Input for this task section start
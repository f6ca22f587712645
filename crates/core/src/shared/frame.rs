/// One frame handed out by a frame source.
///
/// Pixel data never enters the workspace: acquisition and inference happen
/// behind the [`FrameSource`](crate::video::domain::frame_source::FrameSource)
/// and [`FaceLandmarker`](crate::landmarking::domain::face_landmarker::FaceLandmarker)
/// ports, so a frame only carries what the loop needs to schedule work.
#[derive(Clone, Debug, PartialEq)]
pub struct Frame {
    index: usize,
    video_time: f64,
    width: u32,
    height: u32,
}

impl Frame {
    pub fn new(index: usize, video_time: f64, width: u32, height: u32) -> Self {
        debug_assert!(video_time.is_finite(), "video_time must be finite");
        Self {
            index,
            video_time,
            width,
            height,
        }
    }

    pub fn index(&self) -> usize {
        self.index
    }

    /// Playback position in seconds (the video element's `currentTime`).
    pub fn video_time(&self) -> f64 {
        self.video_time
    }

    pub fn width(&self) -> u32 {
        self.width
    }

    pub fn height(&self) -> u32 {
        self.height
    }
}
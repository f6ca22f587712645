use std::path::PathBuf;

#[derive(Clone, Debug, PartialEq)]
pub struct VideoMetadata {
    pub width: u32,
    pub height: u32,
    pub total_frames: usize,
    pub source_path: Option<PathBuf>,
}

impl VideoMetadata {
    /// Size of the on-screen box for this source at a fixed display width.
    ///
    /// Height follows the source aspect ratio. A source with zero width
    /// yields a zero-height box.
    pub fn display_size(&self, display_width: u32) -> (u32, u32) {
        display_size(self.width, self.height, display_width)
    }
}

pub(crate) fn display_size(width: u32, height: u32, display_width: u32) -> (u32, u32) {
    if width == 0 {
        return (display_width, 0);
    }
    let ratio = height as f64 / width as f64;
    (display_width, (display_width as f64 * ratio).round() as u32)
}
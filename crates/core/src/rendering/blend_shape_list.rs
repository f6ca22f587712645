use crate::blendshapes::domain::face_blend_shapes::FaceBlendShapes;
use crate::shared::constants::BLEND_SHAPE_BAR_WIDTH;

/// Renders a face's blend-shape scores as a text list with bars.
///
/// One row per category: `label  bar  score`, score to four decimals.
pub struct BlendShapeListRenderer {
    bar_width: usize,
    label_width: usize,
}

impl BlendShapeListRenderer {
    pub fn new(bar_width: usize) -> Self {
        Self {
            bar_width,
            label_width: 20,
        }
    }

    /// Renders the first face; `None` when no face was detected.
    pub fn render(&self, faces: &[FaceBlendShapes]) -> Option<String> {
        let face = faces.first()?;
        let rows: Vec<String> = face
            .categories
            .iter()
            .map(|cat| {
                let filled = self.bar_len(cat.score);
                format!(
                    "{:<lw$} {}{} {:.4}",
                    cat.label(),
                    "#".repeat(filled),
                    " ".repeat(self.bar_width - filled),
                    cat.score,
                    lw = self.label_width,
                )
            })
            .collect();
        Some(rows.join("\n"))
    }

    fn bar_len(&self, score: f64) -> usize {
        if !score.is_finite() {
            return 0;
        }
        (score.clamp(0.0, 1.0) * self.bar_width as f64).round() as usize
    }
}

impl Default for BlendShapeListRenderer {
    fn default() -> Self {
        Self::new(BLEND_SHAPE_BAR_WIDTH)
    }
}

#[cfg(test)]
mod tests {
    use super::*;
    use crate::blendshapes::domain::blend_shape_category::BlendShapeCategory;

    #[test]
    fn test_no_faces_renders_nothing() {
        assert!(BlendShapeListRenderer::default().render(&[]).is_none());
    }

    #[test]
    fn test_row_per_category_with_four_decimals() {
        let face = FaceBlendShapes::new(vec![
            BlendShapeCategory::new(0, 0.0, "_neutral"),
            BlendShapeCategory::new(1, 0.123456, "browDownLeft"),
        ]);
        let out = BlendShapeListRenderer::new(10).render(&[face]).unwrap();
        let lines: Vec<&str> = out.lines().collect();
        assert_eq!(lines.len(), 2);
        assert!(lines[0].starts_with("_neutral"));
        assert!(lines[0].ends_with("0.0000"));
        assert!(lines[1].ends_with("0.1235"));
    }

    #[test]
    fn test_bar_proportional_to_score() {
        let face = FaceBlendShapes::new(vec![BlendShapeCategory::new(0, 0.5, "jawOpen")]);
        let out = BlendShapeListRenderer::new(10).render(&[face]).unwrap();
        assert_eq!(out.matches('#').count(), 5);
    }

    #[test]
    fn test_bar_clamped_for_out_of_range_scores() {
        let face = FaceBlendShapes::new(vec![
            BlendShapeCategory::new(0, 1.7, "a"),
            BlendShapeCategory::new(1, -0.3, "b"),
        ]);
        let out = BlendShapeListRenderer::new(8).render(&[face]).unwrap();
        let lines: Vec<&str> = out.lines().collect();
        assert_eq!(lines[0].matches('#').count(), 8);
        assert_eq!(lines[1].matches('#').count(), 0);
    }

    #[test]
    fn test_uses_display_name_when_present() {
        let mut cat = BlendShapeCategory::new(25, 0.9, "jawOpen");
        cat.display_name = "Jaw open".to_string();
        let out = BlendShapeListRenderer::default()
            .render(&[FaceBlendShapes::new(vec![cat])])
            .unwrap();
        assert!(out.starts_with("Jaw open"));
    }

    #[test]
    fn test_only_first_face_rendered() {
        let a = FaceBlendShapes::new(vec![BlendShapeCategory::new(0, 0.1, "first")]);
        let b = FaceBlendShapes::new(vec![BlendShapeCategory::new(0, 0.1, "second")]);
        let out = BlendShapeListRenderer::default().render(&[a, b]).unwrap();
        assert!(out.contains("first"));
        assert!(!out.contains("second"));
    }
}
Input for this task section end
Input for this task section start
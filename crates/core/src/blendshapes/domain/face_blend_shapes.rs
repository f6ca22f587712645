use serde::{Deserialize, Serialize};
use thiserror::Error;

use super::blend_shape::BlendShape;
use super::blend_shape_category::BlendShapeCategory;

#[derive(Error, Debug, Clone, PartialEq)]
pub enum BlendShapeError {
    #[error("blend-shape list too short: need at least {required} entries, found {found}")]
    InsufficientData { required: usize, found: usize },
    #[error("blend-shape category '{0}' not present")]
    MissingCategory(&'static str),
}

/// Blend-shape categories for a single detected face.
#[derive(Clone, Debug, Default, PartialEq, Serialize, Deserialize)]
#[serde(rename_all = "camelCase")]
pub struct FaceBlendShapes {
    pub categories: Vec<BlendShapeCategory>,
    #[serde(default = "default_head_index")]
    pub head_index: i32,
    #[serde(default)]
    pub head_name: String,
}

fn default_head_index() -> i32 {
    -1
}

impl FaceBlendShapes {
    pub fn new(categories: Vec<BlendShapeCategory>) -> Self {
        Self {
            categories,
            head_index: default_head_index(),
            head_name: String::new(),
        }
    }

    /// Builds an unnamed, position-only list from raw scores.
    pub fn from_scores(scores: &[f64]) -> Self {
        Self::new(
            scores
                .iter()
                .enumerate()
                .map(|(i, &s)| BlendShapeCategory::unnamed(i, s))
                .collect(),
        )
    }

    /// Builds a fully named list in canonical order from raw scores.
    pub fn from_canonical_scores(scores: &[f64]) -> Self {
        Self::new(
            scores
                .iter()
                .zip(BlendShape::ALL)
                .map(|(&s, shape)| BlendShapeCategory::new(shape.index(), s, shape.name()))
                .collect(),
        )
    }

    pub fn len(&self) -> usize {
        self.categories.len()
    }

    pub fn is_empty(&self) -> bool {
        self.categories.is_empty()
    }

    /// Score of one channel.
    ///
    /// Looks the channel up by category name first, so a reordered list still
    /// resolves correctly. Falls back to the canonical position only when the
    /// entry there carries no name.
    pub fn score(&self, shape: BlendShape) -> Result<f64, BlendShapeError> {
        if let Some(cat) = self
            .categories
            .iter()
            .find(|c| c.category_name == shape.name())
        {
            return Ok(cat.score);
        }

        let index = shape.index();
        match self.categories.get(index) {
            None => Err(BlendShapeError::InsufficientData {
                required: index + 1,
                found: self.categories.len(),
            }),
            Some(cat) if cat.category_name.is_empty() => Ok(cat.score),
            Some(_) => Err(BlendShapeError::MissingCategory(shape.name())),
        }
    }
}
Input for this task section end
→ **Prompt**: Wherever the word "VideoMetadata" appears in the records above, copy that line.

→ **Response to the exercise**:
pub struct VideoMetadata {
impl VideoMetadata {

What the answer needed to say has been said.